• _SUPPLIED RECORDS_
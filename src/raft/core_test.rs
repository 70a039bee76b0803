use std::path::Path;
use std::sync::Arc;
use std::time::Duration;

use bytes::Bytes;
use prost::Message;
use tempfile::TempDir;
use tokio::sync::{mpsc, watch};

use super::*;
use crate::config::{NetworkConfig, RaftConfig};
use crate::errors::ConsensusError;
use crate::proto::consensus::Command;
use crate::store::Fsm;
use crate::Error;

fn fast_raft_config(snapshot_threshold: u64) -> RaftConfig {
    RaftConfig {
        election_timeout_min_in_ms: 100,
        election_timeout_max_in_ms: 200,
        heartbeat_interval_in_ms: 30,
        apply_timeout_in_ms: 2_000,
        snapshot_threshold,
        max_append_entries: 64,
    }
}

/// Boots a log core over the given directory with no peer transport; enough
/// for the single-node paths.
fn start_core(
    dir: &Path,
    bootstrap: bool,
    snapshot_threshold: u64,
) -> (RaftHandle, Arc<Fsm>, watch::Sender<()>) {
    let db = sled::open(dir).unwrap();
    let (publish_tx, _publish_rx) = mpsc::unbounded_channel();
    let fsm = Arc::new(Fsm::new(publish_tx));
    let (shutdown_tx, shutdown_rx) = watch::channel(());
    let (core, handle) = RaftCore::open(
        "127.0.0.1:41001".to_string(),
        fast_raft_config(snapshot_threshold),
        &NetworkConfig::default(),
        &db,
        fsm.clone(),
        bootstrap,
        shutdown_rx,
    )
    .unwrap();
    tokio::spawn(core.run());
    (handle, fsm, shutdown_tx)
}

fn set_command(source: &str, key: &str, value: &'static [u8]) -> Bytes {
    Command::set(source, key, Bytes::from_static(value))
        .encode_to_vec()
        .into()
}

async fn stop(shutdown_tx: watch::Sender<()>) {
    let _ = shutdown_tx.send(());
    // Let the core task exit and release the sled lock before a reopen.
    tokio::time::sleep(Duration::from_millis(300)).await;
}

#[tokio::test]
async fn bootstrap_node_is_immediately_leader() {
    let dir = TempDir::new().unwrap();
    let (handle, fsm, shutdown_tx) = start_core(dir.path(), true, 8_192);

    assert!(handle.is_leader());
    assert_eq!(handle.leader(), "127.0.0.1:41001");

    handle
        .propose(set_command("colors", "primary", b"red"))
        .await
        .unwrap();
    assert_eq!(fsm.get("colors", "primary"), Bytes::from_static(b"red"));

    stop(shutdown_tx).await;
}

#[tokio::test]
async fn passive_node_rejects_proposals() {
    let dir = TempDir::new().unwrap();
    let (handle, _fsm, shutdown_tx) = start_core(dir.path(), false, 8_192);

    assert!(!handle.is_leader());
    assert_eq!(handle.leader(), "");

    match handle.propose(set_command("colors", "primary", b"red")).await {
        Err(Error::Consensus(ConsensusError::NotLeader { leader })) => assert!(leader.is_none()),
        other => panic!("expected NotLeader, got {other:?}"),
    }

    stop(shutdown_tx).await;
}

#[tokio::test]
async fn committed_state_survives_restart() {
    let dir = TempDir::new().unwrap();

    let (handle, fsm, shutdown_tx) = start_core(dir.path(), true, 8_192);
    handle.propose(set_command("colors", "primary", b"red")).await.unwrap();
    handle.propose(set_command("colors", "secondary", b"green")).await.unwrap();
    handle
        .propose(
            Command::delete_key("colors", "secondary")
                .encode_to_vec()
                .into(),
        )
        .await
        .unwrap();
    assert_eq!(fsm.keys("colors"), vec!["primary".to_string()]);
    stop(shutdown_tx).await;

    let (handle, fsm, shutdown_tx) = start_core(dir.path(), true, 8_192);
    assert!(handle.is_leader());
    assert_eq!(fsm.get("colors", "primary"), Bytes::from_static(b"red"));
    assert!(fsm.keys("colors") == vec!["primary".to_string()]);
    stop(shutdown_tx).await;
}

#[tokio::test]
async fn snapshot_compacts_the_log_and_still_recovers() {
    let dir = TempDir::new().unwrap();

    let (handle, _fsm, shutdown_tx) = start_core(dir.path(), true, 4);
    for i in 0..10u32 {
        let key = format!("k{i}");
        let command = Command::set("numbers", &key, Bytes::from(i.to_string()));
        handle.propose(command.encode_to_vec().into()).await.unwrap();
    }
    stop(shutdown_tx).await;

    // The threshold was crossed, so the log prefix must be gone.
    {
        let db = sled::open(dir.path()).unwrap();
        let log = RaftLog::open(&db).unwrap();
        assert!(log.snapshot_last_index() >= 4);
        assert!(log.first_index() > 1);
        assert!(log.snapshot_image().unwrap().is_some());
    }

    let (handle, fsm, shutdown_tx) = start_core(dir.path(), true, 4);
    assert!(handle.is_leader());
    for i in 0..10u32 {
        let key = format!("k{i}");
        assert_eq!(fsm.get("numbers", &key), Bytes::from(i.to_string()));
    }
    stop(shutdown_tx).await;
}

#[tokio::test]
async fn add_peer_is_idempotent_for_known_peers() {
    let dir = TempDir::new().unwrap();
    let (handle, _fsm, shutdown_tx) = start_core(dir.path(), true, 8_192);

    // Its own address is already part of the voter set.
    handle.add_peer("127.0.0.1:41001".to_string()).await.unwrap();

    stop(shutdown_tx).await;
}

• _PROBLEM DETAILS_
From the start of the data to the line that holds "before a reopen.", retype each line exactly, with both ends included.

• _ANSWER FOR THE TASK_
filename src/raft/core_test.rs
repository 70a039bee76b0803
use std::path::Path;
use std::sync::Arc;
use std::time::Duration;

use bytes::Bytes;
use prost::Message;
use tempfile::TempDir;
use tokio::sync::{mpsc, watch};

use super::*;
use crate::config::{NetworkConfig, RaftConfig};
use crate::errors::ConsensusError;
use crate::proto::consensus::Command;
use crate::store::Fsm;
use crate::Error;

fn fast_raft_config(snapshot_threshold: u64) -> RaftConfig {
    RaftConfig {
        election_timeout_min_in_ms: 100,
        election_timeout_max_in_ms: 200,
        heartbeat_interval_in_ms: 30,
        apply_timeout_in_ms: 2_000,
        snapshot_threshold,
        max_append_entries: 64,
    }
}

/// Boots a log core over the given directory with no peer transport; enough
/// for the single-node paths.
fn start_core(
    dir: &Path,
    bootstrap: bool,
    snapshot_threshold: u64,
) -> (RaftHandle, Arc<Fsm>, watch::Sender<()>) {
    let db = sled::open(dir).unwrap();
    let (publish_tx, _publish_rx) = mpsc::unbounded_channel();
    let fsm = Arc::new(Fsm::new(publish_tx));
    let (shutdown_tx, shutdown_rx) = watch::channel(());
    let (core, handle) = RaftCore::open(
        "127.0.0.1:41001".to_string(),
        fast_raft_config(snapshot_threshold),
        &NetworkConfig::default(),
        &db,
        fsm.clone(),
        bootstrap,
        shutdown_rx,
    )
    .unwrap();
    tokio::spawn(core.run());
    (handle, fsm, shutdown_tx)
}

fn set_command(source: &str, key: &str, value: &'static [u8]) -> Bytes {
    Command::set(source, key, Bytes::from_static(value))
        .encode_to_vec()
        .into()
}

async fn stop(shutdown_tx: watch::Sender<()>) {
    let _ = shutdown_tx.send(());
    // Let the core task exit and release the sled lock before a reopen.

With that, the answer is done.